The imbalance between proliferation and death of kidney resident cells is a crucial factor in the development of acute or chronic renal dysfunction. Acute kidney injury (AKI) is often associated with the rapid loss of tubular epithelial cells (TECs). Sustained injury leads to the loss of glomerular endothelial cells (GECs) and podocytes, which is a key mechanism in the pathogenesis of glomerular diseases. This irreversible damage resulting from progressive cell loss eventually leads to deterioration of renal function characterized by glomerular compensatory hypertrophy, tubular degeneration, and renal fibrosis. Regulated cell death (RCD), which involves a cascade of gene expression events with tight structures, plays a certain role in regulating kidney health by determining the fate of kidney resident cells.

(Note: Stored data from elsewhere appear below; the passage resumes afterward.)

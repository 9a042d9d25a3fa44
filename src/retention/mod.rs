//! Retention module.
//!
//! Per-channel expiration and the sampled sweep that enforces it:
//! - Cutoff computation from a channel's expiration window
//! - Sweep execution against the storage collaborators
//! - Injectable random source deciding when ingestion also sweeps

pub mod policy;
pub mod sampler;
pub mod sweep;

pub use policy::*;
pub use sampler::*;
pub use sweep::*;
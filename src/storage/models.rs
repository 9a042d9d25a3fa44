//! Database models for log storage.
//!
//! These models represent the structure of data in the database tables.

use chrono::{DateTime, Utc};
use serde::{Deserialize, Serialize};

/// Record type marker for events that arrived as structured JSON.
pub const RECORD_TYPE_JSON: &str = "json";

/// Thread marker for records with no originating thread.
pub const NO_THREAD: i32 = -1;

/// Level stored when an event does not carry one.
pub const DEFAULT_LEVEL: &str = "info";

/// A log stream with its own retention window.
///
/// Owned by the channel management side; ingestion only reads it.
#[derive(Debug, Clone, PartialEq, Eq, Serialize, Deserialize)]
pub struct Channel {
    pub id: String,
    /// How long a record may live before it is eligible for deletion.
    pub expiration_minutes: i64,
}

impl Channel {
    pub fn new(id: &str, expiration_minutes: i64) -> Self {
        Self {
            id: id.to_string(),
            expiration_minutes,
        }
    }
}

/// A log record ready for insertion.
#[derive(Debug, Clone, PartialEq, Eq, Serialize, Deserialize)]
pub struct NewLogRecord {
    pub level: String,
    /// Canonical JSON of the validated event.
    pub message: String,
    #[serde(rename = "type")]
    pub record_type: String,
    pub thread: i32,
    pub channel_id: String,
}

/// A persisted log record. Immutable once created.
#[derive(Debug, Clone, PartialEq, Eq, Serialize, Deserialize)]
pub struct StoredLogRecord {
    pub id: u64,
    pub level: String,
    pub message: String,
    #[serde(rename = "type")]
    pub record_type: String,
    pub thread: i32,
    pub channel_id: String,
    /// Server-assigned insertion time, unrelated to the event's own timestamp.
    pub created: DateTime<Utc>,
}

impl StoredLogRecord {
    pub fn from_new(id: u64, record: NewLogRecord, created: DateTime<Utc>) -> Self {
        Self {
            id,
            level: record.level,
            message: record.message,
            record_type: record.record_type,
            thread: record.thread,
            channel_id: record.channel_id,
            created,
        }
    }
}
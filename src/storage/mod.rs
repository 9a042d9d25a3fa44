//! Storage module.
//!
//! Record models, the collaborator traits the ingestion core consumes,
//! and an in-memory backend.

pub mod clock;
pub mod memory;
pub mod models;
pub mod store;

pub use clock::*;
pub use memory::*;
pub use models::*;
pub use store::*;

Under pathological conditions, cells in the nephron have been demonstrated to constitutively release extracellular vesicles (EVs) which act as messengers that specifically interact with recipient cells to regulate their cell death process. For therapeutic intervention, exogenous EVs have exhibited great potential for the prevention and treatment of kidney disease by modulating RCD, with enhanced effects through engineering modification. Based on the functional role of EVs, this review comprehensively explores the regulation of RCD by EVs in AKI and chronic kidney disease (CKD), with emphasis on pathogenesis and therapeutic intervention.